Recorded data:
☆ ☆ ☆ ☆ ☆

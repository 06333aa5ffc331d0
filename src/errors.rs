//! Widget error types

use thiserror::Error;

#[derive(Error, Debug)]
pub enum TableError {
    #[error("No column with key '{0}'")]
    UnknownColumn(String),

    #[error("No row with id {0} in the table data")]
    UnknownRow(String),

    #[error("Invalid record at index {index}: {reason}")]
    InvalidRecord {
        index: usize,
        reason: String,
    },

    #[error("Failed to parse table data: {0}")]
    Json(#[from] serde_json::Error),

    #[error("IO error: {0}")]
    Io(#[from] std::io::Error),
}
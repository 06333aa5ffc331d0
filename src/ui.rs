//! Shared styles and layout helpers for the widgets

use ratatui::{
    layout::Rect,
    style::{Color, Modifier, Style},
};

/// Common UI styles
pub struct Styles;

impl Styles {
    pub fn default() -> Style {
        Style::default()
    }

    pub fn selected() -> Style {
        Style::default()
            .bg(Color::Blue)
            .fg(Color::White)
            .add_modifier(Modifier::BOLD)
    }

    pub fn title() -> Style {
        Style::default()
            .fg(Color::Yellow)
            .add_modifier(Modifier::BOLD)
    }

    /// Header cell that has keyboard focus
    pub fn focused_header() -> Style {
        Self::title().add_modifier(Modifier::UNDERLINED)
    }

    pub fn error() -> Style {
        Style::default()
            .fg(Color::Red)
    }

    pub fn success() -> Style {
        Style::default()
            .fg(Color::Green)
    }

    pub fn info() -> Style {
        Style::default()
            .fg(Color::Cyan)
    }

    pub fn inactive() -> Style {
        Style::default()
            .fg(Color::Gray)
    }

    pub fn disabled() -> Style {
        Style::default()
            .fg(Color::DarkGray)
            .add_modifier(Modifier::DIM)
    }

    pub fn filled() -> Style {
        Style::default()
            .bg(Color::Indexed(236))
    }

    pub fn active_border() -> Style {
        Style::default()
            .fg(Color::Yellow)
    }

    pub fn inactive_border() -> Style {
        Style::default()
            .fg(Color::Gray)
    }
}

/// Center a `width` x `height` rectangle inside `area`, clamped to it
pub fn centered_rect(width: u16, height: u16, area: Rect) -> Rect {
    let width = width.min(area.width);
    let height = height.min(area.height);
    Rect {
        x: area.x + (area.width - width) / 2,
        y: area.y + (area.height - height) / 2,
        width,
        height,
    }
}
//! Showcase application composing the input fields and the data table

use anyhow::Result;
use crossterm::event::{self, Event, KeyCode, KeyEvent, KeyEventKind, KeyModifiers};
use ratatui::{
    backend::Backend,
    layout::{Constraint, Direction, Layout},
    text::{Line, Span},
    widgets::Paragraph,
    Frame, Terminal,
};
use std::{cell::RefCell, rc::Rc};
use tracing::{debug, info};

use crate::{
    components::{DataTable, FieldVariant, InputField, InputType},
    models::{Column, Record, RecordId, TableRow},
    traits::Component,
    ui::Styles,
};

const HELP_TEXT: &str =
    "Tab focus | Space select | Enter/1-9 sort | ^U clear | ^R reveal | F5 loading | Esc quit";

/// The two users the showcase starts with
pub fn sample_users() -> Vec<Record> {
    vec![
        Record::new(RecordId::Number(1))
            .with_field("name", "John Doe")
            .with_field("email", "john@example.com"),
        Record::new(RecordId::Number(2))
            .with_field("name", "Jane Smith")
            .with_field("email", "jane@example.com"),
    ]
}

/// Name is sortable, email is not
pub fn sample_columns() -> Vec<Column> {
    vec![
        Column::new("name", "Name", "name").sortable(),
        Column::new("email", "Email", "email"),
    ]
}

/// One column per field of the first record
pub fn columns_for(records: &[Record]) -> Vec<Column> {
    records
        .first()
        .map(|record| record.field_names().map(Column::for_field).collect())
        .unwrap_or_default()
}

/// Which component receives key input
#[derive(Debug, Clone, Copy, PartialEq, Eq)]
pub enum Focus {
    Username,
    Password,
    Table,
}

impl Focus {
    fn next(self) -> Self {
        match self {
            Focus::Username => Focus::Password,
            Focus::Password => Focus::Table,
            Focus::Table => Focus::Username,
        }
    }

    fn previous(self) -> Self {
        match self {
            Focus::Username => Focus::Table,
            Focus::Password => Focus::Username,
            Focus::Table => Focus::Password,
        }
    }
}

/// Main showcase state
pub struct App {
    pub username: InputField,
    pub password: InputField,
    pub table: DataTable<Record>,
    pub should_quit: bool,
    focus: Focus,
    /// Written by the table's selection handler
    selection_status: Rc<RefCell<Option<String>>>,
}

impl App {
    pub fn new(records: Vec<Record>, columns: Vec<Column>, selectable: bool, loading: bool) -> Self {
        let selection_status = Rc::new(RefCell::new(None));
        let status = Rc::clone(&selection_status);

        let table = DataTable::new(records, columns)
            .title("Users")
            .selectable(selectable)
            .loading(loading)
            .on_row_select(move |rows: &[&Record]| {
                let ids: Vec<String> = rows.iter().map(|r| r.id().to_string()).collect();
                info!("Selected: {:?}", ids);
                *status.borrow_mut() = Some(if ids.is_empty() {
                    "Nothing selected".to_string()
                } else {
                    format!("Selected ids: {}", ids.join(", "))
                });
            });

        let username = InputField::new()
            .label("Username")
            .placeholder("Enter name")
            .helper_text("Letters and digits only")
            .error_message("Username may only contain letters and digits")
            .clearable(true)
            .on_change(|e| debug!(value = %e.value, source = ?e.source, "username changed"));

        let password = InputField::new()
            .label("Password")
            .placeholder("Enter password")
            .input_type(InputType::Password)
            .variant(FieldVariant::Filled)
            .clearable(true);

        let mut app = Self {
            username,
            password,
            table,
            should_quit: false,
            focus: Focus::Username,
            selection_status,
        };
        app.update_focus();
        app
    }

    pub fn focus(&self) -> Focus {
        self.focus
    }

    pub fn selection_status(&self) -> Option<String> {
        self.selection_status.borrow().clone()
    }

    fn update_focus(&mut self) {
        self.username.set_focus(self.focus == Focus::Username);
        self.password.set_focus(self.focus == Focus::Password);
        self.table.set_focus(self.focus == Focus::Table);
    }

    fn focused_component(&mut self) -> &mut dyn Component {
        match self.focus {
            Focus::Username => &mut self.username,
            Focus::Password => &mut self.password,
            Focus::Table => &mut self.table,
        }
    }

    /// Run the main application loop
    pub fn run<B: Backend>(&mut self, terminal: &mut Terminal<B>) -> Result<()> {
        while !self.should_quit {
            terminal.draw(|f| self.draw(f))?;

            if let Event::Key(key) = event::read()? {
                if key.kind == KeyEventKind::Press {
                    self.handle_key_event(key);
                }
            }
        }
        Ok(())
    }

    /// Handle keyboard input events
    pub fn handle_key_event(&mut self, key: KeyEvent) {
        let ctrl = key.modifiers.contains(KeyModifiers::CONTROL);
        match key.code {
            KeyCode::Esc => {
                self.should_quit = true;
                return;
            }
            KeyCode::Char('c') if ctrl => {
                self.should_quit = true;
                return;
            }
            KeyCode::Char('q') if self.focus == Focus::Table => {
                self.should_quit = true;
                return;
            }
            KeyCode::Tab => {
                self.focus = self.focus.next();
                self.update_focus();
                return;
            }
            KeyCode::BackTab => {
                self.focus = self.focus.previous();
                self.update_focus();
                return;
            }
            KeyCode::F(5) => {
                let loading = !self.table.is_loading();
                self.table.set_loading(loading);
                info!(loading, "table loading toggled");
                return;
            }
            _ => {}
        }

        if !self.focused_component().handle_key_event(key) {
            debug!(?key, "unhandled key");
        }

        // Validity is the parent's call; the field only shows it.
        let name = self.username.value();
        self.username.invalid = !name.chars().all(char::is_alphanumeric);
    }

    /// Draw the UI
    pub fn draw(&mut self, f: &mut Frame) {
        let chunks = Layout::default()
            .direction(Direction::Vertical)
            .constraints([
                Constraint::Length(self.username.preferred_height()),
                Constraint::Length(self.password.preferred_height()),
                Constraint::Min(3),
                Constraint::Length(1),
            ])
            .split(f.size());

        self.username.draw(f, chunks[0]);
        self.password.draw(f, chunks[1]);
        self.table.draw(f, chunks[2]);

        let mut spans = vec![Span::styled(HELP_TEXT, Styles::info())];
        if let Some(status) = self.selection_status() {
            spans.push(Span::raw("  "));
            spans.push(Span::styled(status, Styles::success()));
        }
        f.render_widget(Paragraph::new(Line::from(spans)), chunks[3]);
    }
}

☆ ☆ ☆ ☆ ☆

## Work task
Set down, from the entries above, exactly the lines from the one with "let loading = !self.table.is_loading();" up to and including the one with "self.username.draw(f, chunks[0]);", and no other lines.

## Task response
                let loading = !self.table.is_loading();
                self.table.set_loading(loading);
                info!(loading, "table loading toggled");
                return;
            }
            _ => {}
        }

        if !self.focused_component().handle_key_event(key) {
            debug!(?key, "unhandled key");
        }

        // Validity is the parent's call; the field only shows it.
        let name = self.username.value();
        self.username.invalid = !name.chars().all(char::is_alphanumeric);
    }

    /// Draw the UI
    pub fn draw(&mut self, f: &mut Frame) {
        let chunks = Layout::default()
            .direction(Direction::Vertical)
            .constraints([
                Constraint::Length(self.username.preferred_height()),
                Constraint::Length(self.password.preferred_height()),
                Constraint::Min(3),
                Constraint::Length(1),
            ])
            .split(f.size());

        self.username.draw(f, chunks[0]);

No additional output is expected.